The Zulia earthquakes did not occur on any of the three major strike-slip fault systems. Instead, they occurred inside the deforming triangle and were located close to two mapped faults: the Mene Grande Fault (a thrust) and the Valera Fault (a strike-slip fault) but likely occurred on a separate, unmapped fault.

== Earthquakes ==

Moment of the first earthquake in Zulia, Venezuela, recorded by a store security camera

Both earthquakes had an intensity of VIII according to the USGS. In Mene Grande, the intensity ranged from VII (very strong) to VI (strong), in Valera and Ciudad Ojeda, the intensity was VI (strong), while in Maracaibo it was between V (moderate), in Oranjestad, Aruba, the intensity was IV (light), as well as in Willemstad, Curaçao and the Venezuelan city of Barquisimeto. In Caracas, the earthquake was perceived with an intensity of III (weak). The earthquake was felt on the island of Bonaire and in the Colombian cities of Cúcuta, Bucaramanga, Maicao, Valledupar, Riohacha, Santa Marta and Barranquilla, where high-rise buildings and offices were evacuated. The earthquakes were felt as far away as Medellin, more than 660 kilometers away.

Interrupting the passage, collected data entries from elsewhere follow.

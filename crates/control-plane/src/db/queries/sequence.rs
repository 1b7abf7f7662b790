//! Sequence, trigger and action queries.
//!
//! Action positions are rewritten inside one transaction; the unique
//! `(sequence_id, position)` constraint is deferred until commit.

use chrono::{DateTime, Utc};
use serde_json::Value;
use sqlx::{FromRow, Postgres, Transaction};

use crate::db::models::{
    NewAction, NewSequence, NewTrigger, Sequence, SequenceAction, SequenceTrigger,
};
use crate::db::DbPool;
use crate::store::{StoreError, StoreResult};

const SEQUENCE_COLUMNS: &str = "id, tenant_id, name, enabled, created_at, updated_at";

const TRIGGER_COLUMNS: &str = "id, sequence_id, app_key, integration_id, trigger_key, \
                               configuration, conditions, sample_output, created_at";

const ACTION_COLUMNS: &str = "id, sequence_id, position, name, app_key, integration_id, \
                              action_key, configuration, max_retries, enabled, sample_output, \
                              created_at, updated_at";

#[derive(Debug, FromRow)]
struct SequenceRow {
    id: i64,
    tenant_id: String,
    name: String,
    enabled: bool,
    created_at: DateTime<Utc>,
    updated_at: DateTime<Utc>,
}

impl From<SequenceRow> for Sequence {
    fn from(row: SequenceRow) -> Self {
        Sequence {
            id: row.id,
            tenant_id: row.tenant_id,
            name: row.name,
            enabled: row.enabled,
            created_at: row.created_at,
            updated_at: row.updated_at,
        }
    }
}

#[derive(Debug, FromRow)]
struct TriggerRow {
    id: i64,
    sequence_id: i64,
    app_key: String,
    integration_id: Option<i64>,
    trigger_key: String,
    configuration: Value,
    conditions: Option<Value>,
    sample_output: Option<Value>,
    created_at: DateTime<Utc>,
}

impl From<TriggerRow> for SequenceTrigger {
    fn from(row: TriggerRow) -> Self {
        SequenceTrigger {
            id: row.id,
            sequence_id: row.sequence_id,
            app_key: row.app_key,
            integration_id: row.integration_id,
            trigger_key: row.trigger_key,
            configuration: row.configuration,
            conditions: row.conditions,
            sample_output: row.sample_output,
            created_at: row.created_at,
        }
    }
}

#[derive(Debug, FromRow)]
struct ActionRow {
    id: i64,
    sequence_id: i64,
    position: i32,
    name: String,
    app_key: String,
    integration_id: Option<i64>,
    action_key: String,
    configuration: Value,
    max_retries: i32,
    enabled: bool,
    sample_output: Option<Value>,
    created_at: DateTime<Utc>,
    updated_at: DateTime<Utc>,
}

impl From<ActionRow> for SequenceAction {
    fn from(row: ActionRow) -> Self {
        SequenceAction {
            id: row.id,
            sequence_id: row.sequence_id,
            position: row.position,
            name: row.name,
            app_key: row.app_key,
            integration_id: row.integration_id,
            action_key: row.action_key,
            configuration: row.configuration,
            max_retries: row.max_retries,
            enabled: row.enabled,
            sample_output: row.sample_output,
            created_at: row.created_at,
            updated_at: row.updated_at,
        }
    }
}

pub async fn insert_sequence(pool: &DbPool, new: NewSequence) -> StoreResult<Sequence> {
    let row = sqlx::query_as::<_, SequenceRow>(&format!(
        r#"
        INSERT INTO funnelflow.sequence (tenant_id, name, enabled)
        VALUES ($1, $2, $3)
        RETURNING {SEQUENCE_COLUMNS}
        "#
    ))
    .bind(&new.tenant_id)
    .bind(&new.name)
    .bind(new.enabled)
    .fetch_one(pool)
    .await?;

    Ok(row.into())
}

pub async fn get_sequence(pool: &DbPool, id: i64) -> StoreResult<Option<Sequence>> {
    let row = sqlx::query_as::<_, SequenceRow>(&format!(
        "SELECT {SEQUENCE_COLUMNS} FROM funnelflow.sequence WHERE id = $1"
    ))
    .bind(id)
    .fetch_optional(pool)
    .await?;

    Ok(row.map(Sequence::from))
}

pub async fn list_sequences(pool: &DbPool, tenant_id: Option<&str>) -> StoreResult<Vec<Sequence>> {
    let rows = sqlx::query_as::<_, SequenceRow>(&format!(
        r#"
        SELECT {SEQUENCE_COLUMNS} FROM funnelflow.sequence
        WHERE ($1::text IS NULL OR tenant_id = $1)
        ORDER BY id
        "#
    ))
    .bind(tenant_id)
    .fetch_all(pool)
    .await?;

    Ok(rows.into_iter().map(Sequence::from).collect())
}

pub async fn set_sequence_enabled(
    pool: &DbPool,
    id: i64,
    enabled: bool,
) -> StoreResult<Option<Sequence>> {
    let row = sqlx::query_as::<_, SequenceRow>(&format!(
        r#"
        UPDATE funnelflow.sequence SET enabled = $2, updated_at = NOW()
        WHERE id = $1
        RETURNING {SEQUENCE_COLUMNS}
        "#
    ))
    .bind(id)
    .bind(enabled)
    .fetch_optional(pool)
    .await?;

    Ok(row.map(Sequence::from))
}

/// Triggers and actions go with the sequence (`ON DELETE CASCADE`).
pub async fn delete_sequence(pool: &DbPool, id: i64) -> StoreResult<bool> {
    let result = sqlx::query("DELETE FROM funnelflow.sequence WHERE id = $1")
        .bind(id)
        .execute(pool)
        .await?;
    Ok(result.rows_affected() > 0)
}

pub async fn insert_trigger(pool: &DbPool, new: NewTrigger) -> StoreResult<SequenceTrigger> {
    let row = sqlx::query_as::<_, TriggerRow>(&format!(
        r#"
        INSERT INTO funnelflow.trigger
            (sequence_id, app_key, integration_id, trigger_key, configuration, conditions)
        VALUES ($1, $2, $3, $4, $5, $6)
        RETURNING {TRIGGER_COLUMNS}
        "#
    ))
    .bind(new.sequence_id)
    .bind(&new.app_key)
    .bind(new.integration_id)
    .bind(&new.trigger_key)
    .bind(&new.configuration)
    .bind(&new.conditions)
    .fetch_one(pool)
    .await
    .map_err(|e| foreign_key_to_not_found(e, "sequence", new.sequence_id))?;

    Ok(row.into())
}

pub async fn get_trigger(pool: &DbPool, id: i64) -> StoreResult<Option<SequenceTrigger>> {
    let row = sqlx::query_as::<_, TriggerRow>(&format!(
        "SELECT {TRIGGER_COLUMNS} FROM funnelflow.trigger WHERE id = $1"
    ))
    .bind(id)
    .fetch_optional(pool)
    .await?;

    Ok(row.map(SequenceTrigger::from))
}

pub async fn list_triggers(pool: &DbPool, sequence_id: i64) -> StoreResult<Vec<SequenceTrigger>> {
    let rows = sqlx::query_as::<_, TriggerRow>(&format!(
        "SELECT {TRIGGER_COLUMNS} FROM funnelflow.trigger WHERE sequence_id = $1 ORDER BY id"
    ))
    .bind(sequence_id)
    .fetch_all(pool)
    .await?;

    Ok(rows.into_iter().map(SequenceTrigger::from).collect())
}

pub async fn find_triggers(
    pool: &DbPool,
    app_key: &str,
    trigger_key: &str,
) -> StoreResult<Vec<SequenceTrigger>> {
    let rows = sqlx::query_as::<_, TriggerRow>(&format!(
        r#"
        SELECT {TRIGGER_COLUMNS} FROM funnelflow.trigger
        WHERE app_key = $1 AND trigger_key = $2
        ORDER BY id
        "#
    ))
    .bind(app_key)
    .bind(trigger_key)
    .fetch_all(pool)
    .await?;

    Ok(rows.into_iter().map(SequenceTrigger::from).collect())
}

pub async fn delete_trigger(pool: &DbPool, id: i64) -> StoreResult<bool> {
    let result = sqlx::query("DELETE FROM funnelflow.trigger WHERE id = $1")
        .bind(id)
        .execute(pool)
        .await?;
    Ok(result.rows_affected() > 0)
}

pub async fn set_trigger_sample(pool: &DbPool, id: i64, sample: &Value) -> StoreResult<()> {
    let result = sqlx::query("UPDATE funnelflow.trigger SET sample_output = $2 WHERE id = $1")
        .bind(id)
        .bind(sample)
        .execute(pool)
        .await?;
    if result.rows_affected() == 0 {
        return Err(StoreError::NotFound(format!("trigger {id}")));
    }
    Ok(())
}

async fn ordered_action_ids(
    tx: &mut Transaction<'_, Postgres>,
    sequence_id: i64,
) -> StoreResult<Vec<i64>> {
    let ids: Vec<(i64,)> = sqlx::query_as(
        r#"
        SELECT id FROM funnelflow.action
        WHERE sequence_id = $1
        ORDER BY position, id
        FOR UPDATE
        "#,
    )
    .bind(sequence_id)
    .fetch_all(&mut **tx)
    .await?;
    Ok(ids.into_iter().map(|(id,)| id).collect())
}

async fn renumber(tx: &mut Transaction<'_, Postgres>, ordered: &[i64]) -> StoreResult<()> {
    sqlx::query(
        r#"
        UPDATE funnelflow.action AS a
        SET position = o.position::int, updated_at = NOW()
        FROM UNNEST($1::bigint[]) WITH ORDINALITY AS o(id, position)
        WHERE a.id = o.id AND a.position <> o.position::int
        "#,
    )
    .bind(ordered)
    .execute(&mut **tx)
    .await?;
    Ok(())
}

async fn list_actions_tx(
    tx: &mut Transaction<'_, Postgres>,
    sequence_id: i64,
) -> StoreResult<Vec<SequenceAction>> {
    let rows = sqlx::query_as::<_, ActionRow>(&format!(
        "SELECT {ACTION_COLUMNS} FROM funnelflow.action WHERE sequence_id = $1 ORDER BY position"
    ))
    .bind(sequence_id)
    .fetch_all(&mut **tx)
    .await?;
    Ok(rows.into_iter().map(SequenceAction::from).collect())
}

pub async fn insert_action(pool: &DbPool, new: NewAction) -> StoreResult<SequenceAction> {
    let mut tx = pool.begin().await?;
    sqlx::query("SET CONSTRAINTS funnelflow.action_position_unique DEFERRED")
        .execute(&mut *tx)
        .await?;

    let mut ordered = ordered_action_ids(&mut tx, new.sequence_id).await?;
    let index = new
        .position
        .map(|p| (p.max(1) as usize - 1).min(ordered.len()))
        .unwrap_or(ordered.len());

    // Temporary position past the end; renumber settles it.
    let row = sqlx::query_as::<_, ActionRow>(&format!(
        r#"
        INSERT INTO funnelflow.action
            (sequence_id, position, name, app_key, integration_id, action_key,
             configuration, max_retries, enabled)
        VALUES ($1, $2, $3, $4, $5, $6, $7, $8, $9)
        RETURNING {ACTION_COLUMNS}
        "#
    ))
    .bind(new.sequence_id)
    .bind(ordered.len() as i32 + 1)
    .bind(&new.name)
    .bind(&new.app_key)
    .bind(new.integration_id)
    .bind(&new.action_key)
    .bind(&new.configuration)
    .bind(new.max_retries)
    .bind(new.enabled)
    .fetch_one(&mut *tx)
    .await
    .map_err(|e| foreign_key_to_not_found(e, "sequence", new.sequence_id))?;

    ordered.insert(index, row.id);
    renumber(&mut tx, &ordered).await?;
    let action = list_actions_tx(&mut tx, new.sequence_id)
        .await?
        .into_iter()
        .find(|a| a.id == row.id)
        .ok_or_else(|| StoreError::NotFound(format!("action {}", row.id)))?;
    tx.commit().await?;
    Ok(action)
}

pub async fn get_action(pool: &DbPool, id: i64) -> StoreResult<Option<SequenceAction>> {
    let row = sqlx::query_as::<_, ActionRow>(&format!(
        "SELECT {ACTION_COLUMNS} FROM funnelflow.action WHERE id = $1"
    ))
    .bind(id)
    .fetch_optional(pool)
    .await?;

    Ok(row.map(SequenceAction::from))
}

pub async fn list_actions(pool: &DbPool, sequence_id: i64) -> StoreResult<Vec<SequenceAction>> {
    let rows = sqlx::query_as::<_, ActionRow>(&format!(
        "SELECT {ACTION_COLUMNS} FROM funnelflow.action WHERE sequence_id = $1 ORDER BY position"
    ))
    .bind(sequence_id)
    .fetch_all(pool)
    .await?;

    Ok(rows.into_iter().map(SequenceAction::from).collect())
}

pub async fn delete_action(pool: &DbPool, id: i64) -> StoreResult<bool> {
    let mut tx = pool.begin().await?;
    sqlx::query("SET CONSTRAINTS funnelflow.action_position_unique DEFERRED")
        .execute(&mut *tx)
        .await?;

    let deleted: Option<(i64,)> =
        sqlx::query_as("DELETE FROM funnelflow.action WHERE id = $1 RETURNING sequence_id")
            .bind(id)
            .fetch_optional(&mut *tx)
            .await?;
    let Some((sequence_id,)) = deleted else {
        return Ok(false);
    };

    let ordered = ordered_action_ids(&mut tx, sequence_id).await?;
    renumber(&mut tx, &ordered).await?;
    tx.commit().await?;
    Ok(true)
}

pub async fn move_action(pool: &DbPool, id: i64, position: i32) -> StoreResult<Vec<SequenceAction>> {
    let mut tx = pool.begin().await?;
    sqlx::query("SET CONSTRAINTS funnelflow.action_position_unique DEFERRED")
        .execute(&mut *tx)
        .await?;

    let found: Option<(i64,)> =
        sqlx::query_as("SELECT sequence_id FROM funnelflow.action WHERE id = $1")
            .bind(id)
            .fetch_optional(&mut *tx)
            .await?;
    let (sequence_id,) = found.ok_or_else(|| StoreError::NotFound(format!("action {id}")))?;

    let mut ordered: Vec<i64> = ordered_action_ids(&mut tx, sequence_id)
        .await?
        .into_iter()
        .filter(|other| *other != id)
        .collect();
    let index = (position.max(1) as usize - 1).min(ordered.len());
    ordered.insert(index, id);
    renumber(&mut tx, &ordered).await?;

    let actions = list_actions_tx(&mut tx, sequence_id).await?;
    tx.commit().await?;
    Ok(actions)
}

pub async fn set_action_sample(pool: &DbPool, id: i64, sample: &Value) -> StoreResult<()> {
    let result = sqlx::query("UPDATE funnelflow.action SET sample_output = $2 WHERE id = $1")
        .bind(id)
        .bind(sample)
        .execute(pool)
        .await?;
    if result.rows_affected() == 0 {
        return Err(StoreError::NotFound(format!("action {id}")));
    }
    Ok(())
}

fn foreign_key_to_not_found(err: sqlx::Error, entity: &str, id: i64) -> StoreError {
    match &err {
        sqlx::Error::Database(db) if db.is_foreign_key_violation() => {
            StoreError::NotFound(format!("{entity} {id}"))
        }
        _ => StoreError::Database(err),
    }
}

Approximately 31 minutes before the first major earthquake, a foreshock with a magnitude of 3.9 occurred in the same area. The Venezuelan Foundation of Seismological Research (Funvisis) estimated the first earthquake as a 5.4, while the second was placed at 6.0. International organizations marked the first event as a 6.2, while the second as a 6.3.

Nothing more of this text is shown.